▶ **Instructions to follow**
An identical copy of all records below is to be written out.

▶ **Supplied records**
++++++++

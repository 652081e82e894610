//! Resolver settings with built-in defaults.

use serde::{Deserialize, Serialize};

/// Keys every plan must carry unless the caller says otherwise.
pub const DEFAULT_REQUIRED_KEYS: &[&str] = &["sdk", "android.application_id"];

/// Key fragments that mark a value as secret.
pub const DEFAULT_SECRET_KEYS: &[&str] = &[
    "password",
    "token",
    "secret",
    "private_key",
    "api_key",
    "credential",
];

/// Settings that shape resolution but are not part of any descriptor.
#[derive(Debug, Clone, PartialEq, Eq, Serialize, Deserialize)]
pub struct ResolverSettings {
    /// Dotted paths that must resolve to a non-blank value, checked in order.
    #[serde(default = "default_required_keys")]
    pub required_keys: Vec<String>,

    /// Case-insensitive key fragments whose values are redacted on output.
    #[serde(default = "default_secret_keys")]
    pub secret_keys: Vec<String>,
}

fn default_required_keys() -> Vec<String> {
    DEFAULT_REQUIRED_KEYS.iter().map(|k| k.to_string()).collect()
}

fn default_secret_keys() -> Vec<String> {
    DEFAULT_SECRET_KEYS.iter().map(|k| k.to_string()).collect()
}

impl Default for ResolverSettings {
    fn default() -> Self {
        Self {
            required_keys: default_required_keys(),
            secret_keys: default_secret_keys(),
        }
    }
}

impl ResolverSettings {
    /// Add a required key (ignored if already present).
    pub fn with_required_key(mut self, key: impl Into<String>) -> Self {
        let key = key.into();
        if !self.required_keys.contains(&key) {
            self.required_keys.push(key);
        }
        self
    }

    /// Replace the required keys.
    pub fn with_required_keys<I, S>(mut self, keys: I) -> Self
    where
        I: IntoIterator<Item = S>,
        S: Into<String>,
    {
        self.required_keys = keys.into_iter().map(Into::into).collect();
        self
    }

    /// Whether a key name looks like it holds a secret.
    pub fn is_secret_key(&self, key: &str) -> bool {
        let key = key.to_lowercase();
        self.secret_keys
            .iter()
            .any(|fragment| key.contains(&fragment.to_lowercase()))
    }
}
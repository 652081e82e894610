//! Descriptor tree merge logic
//!
//! Layers are merged in order, later layers taking precedence:
//! - Objects: deep-merge by key
//! - Arrays: ordered union (first-seen order, duplicates dropped)
//! - Scalars: override (last wins)
//! - Null: removes the key, wherever it appears in the overlay

use serde_json::{Map, Value};

/// Deep merge two JSON values.
///
/// Merge semantics:
/// - Objects: deep-merge by key (recursive); a `null` overlay removes the key
/// - Arrays: union, keeping the first occurrence of each element
/// - Scalars: override (overlay wins)
///
/// Nulls never survive into the result, whether they overlay an existing
/// key or sit inside a subtree that is new in this layer.
pub fn deep_merge(base: Value, overlay: Value) -> Value {
    match (base, overlay) {
        (Value::Object(base_map), Value::Object(overlay_map)) => {
            Value::Object(merge_maps(base_map, overlay_map))
        }

        (Value::Array(base_items), Value::Array(overlay_items)) => Value::Array(ordered_union(
            base_items,
            overlay_items.into_iter().filter_map(prune_nulls).collect(),
        )),

        (_, overlay) => prune_nulls(overlay).unwrap_or(Value::Null),
    }
}

/// Merge `overlay` into `base` key by key.
pub fn merge_maps(mut base: Map<String, Value>, overlay: Map<String, Value>) -> Map<String, Value> {
    for (key, overlay_value) in overlay {
        if overlay_value.is_null() {
            base.remove(&key);
            continue;
        }
        let merged = match base.remove(&key) {
            Some(base_value) => deep_merge(base_value, overlay_value),
            None => match prune_nulls(overlay_value) {
                Some(value) => value,
                None => continue,
            },
        };
        base.insert(key, merged);
    }
    base
}

/// Merge multiple layers in order (first is base, last has highest precedence)
pub fn merge_layers<I>(layers: I) -> Map<String, Value>
where
    I: IntoIterator<Item = Map<String, Value>>,
{
    layers.into_iter().fold(Map::new(), merge_maps)
}

/// Drop every null from a subtree; `None` if `value` itself is null.
fn prune_nulls(value: Value) -> Option<Value> {
    match value {
        Value::Null => None,
        Value::Object(map) => Some(Value::Object(merge_maps(Map::new(), map))),
        Value::Array(items) => Some(Value::Array(
            items.into_iter().filter_map(prune_nulls).collect(),
        )),
        scalar => Some(scalar),
    }
}

/// Append `extra` to `items`, skipping anything already present.
pub fn ordered_union(items: Vec<Value>, extra: Vec<Value>) -> Vec<Value> {
    let mut unique: Vec<Value> = Vec::with_capacity(items.len() + extra.len());
    for item in items.into_iter().chain(extra) {
        if !unique.contains(&item) {
            unique.push(item);
        }
    }
    unique
}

++++++++

▶ **Response to this task**
repository 652081e82e894610
//! Resolver settings with built-in defaults.

use serde::{Deserialize, Serialize};

/// Keys every plan must carry unless the caller says otherwise.
pub const DEFAULT_REQUIRED_KEYS: &[&str] = &["sdk", "android.application_id"];

/// Key fragments that mark a value as secret.
pub const DEFAULT_SECRET_KEYS: &[&str] = &[
    "password",
    "token",
    "secret",
    "private_key",
    "api_key",
    "credential",
];

/// Settings that shape resolution but are not part of any descriptor.
#[derive(Debug, Clone, PartialEq, Eq, Serialize, Deserialize)]
pub struct ResolverSettings {
    /// Dotted paths that must resolve to a non-blank value, checked in order.
    #[serde(default = "default_required_keys")]
    pub required_keys: Vec<String>,

    /// Case-insensitive key fragments whose values are redacted on output.
    #[serde(default = "default_secret_keys")]
    pub secret_keys: Vec<String>,
}

fn default_required_keys() -> Vec<String> {
    DEFAULT_REQUIRED_KEYS.iter().map(|k| k.to_string()).collect()
}

fn default_secret_keys() -> Vec<String> {
    DEFAULT_SECRET_KEYS.iter().map(|k| k.to_string()).collect()
}

impl Default for ResolverSettings {
    fn default() -> Self {
        Self {
            required_keys: default_required_keys(),
            secret_keys: default_secret_keys(),
        }
    }
}

impl ResolverSettings {
    /// Add a required key (ignored if already present).
    pub fn with_required_key(mut self, key: impl Into<String>) -> Self {
        let key = key.into();
        if !self.required_keys.contains(&key) {
            self.required_keys.push(key);
        }
        self
    }

    /// Replace the required keys.
    pub fn with_required_keys<I, S>(mut self, keys: I) -> Self
    where
        I: IntoIterator<Item = S>,
        S: Into<String>,
    {
        self.required_keys = keys.into_iter().map(Into::into).collect();
        self
    }

    /// Whether a key name looks like it holds a secret.
    pub fn is_secret_key(&self, key: &str) -> bool {
        let key = key.to_lowercase();
        self.secret_keys
            .iter()
            .any(|fragment| key.contains(&fragment.to_lowercase()))
    }
}
repository 652081e82e894610
//! Descriptor tree merge logic
//!
//! Layers are merged in order, later layers taking precedence:
//! - Objects: deep-merge by key
//! - Arrays: ordered union (first-seen order, duplicates dropped)
//! - Scalars: override (last wins)
//! - Null: removes the key, wherever it appears in the overlay

use serde_json::{Map, Value};

/// Deep merge two JSON values.
///
/// Merge semantics:
/// - Objects: deep-merge by key (recursive); a `null` overlay removes the key
/// - Arrays: union, keeping the first occurrence of each element
/// - Scalars: override (overlay wins)
///
/// Nulls never survive into the result, whether they overlay an existing
/// key or sit inside a subtree that is new in this layer.
pub fn deep_merge(base: Value, overlay: Value) -> Value {
    match (base, overlay) {
        (Value::Object(base_map), Value::Object(overlay_map)) => {
            Value::Object(merge_maps(base_map, overlay_map))
        }

        (Value::Array(base_items), Value::Array(overlay_items)) => Value::Array(ordered_union(
            base_items,
            overlay_items.into_iter().filter_map(prune_nulls).collect(),
        )),

        (_, overlay) => prune_nulls(overlay).unwrap_or(Value::Null),
    }
}

/// Merge `overlay` into `base` key by key.
pub fn merge_maps(mut base: Map<String, Value>, overlay: Map<String, Value>) -> Map<String, Value> {
    for (key, overlay_value) in overlay {
        if overlay_value.is_null() {
            base.remove(&key);
            continue;
        }
        let merged = match base.remove(&key) {
            Some(base_value) => deep_merge(base_value, overlay_value),
            None => match prune_nulls(overlay_value) {
                Some(value) => value,
                None => continue,
            },
        };
        base.insert(key, merged);
    }
    base
}

/// Merge multiple layers in order (first is base, last has highest precedence)
pub fn merge_layers<I>(layers: I) -> Map<String, Value>
where
    I: IntoIterator<Item = Map<String, Value>>,
{
    layers.into_iter().fold(Map::new(), merge_maps)
}

/// Drop every null from a subtree; `None` if `value` itself is null.
fn prune_nulls(value: Value) -> Option<Value> {
    match value {
        Value::Null => None,
        Value::Object(map) => Some(Value::Object(merge_maps(Map::new(), map))),
        Value::Array(items) => Some(Value::Array(
            items.into_iter().filter_map(prune_nulls).collect(),
        )),
        scalar => Some(scalar),
    }
}

/// Append `extra` to `items`, skipping anything already present.
pub fn ordered_union(items: Vec<Value>, extra: Vec<Value>) -> Vec<Value> {
    let mut unique: Vec<Value> = Vec::with_capacity(items.len() + extra.len());
    for item in items.into_iter().chain(extra) {
        if !unique.contains(&item) {
            unique.push(item);
        }
    }
    unique
}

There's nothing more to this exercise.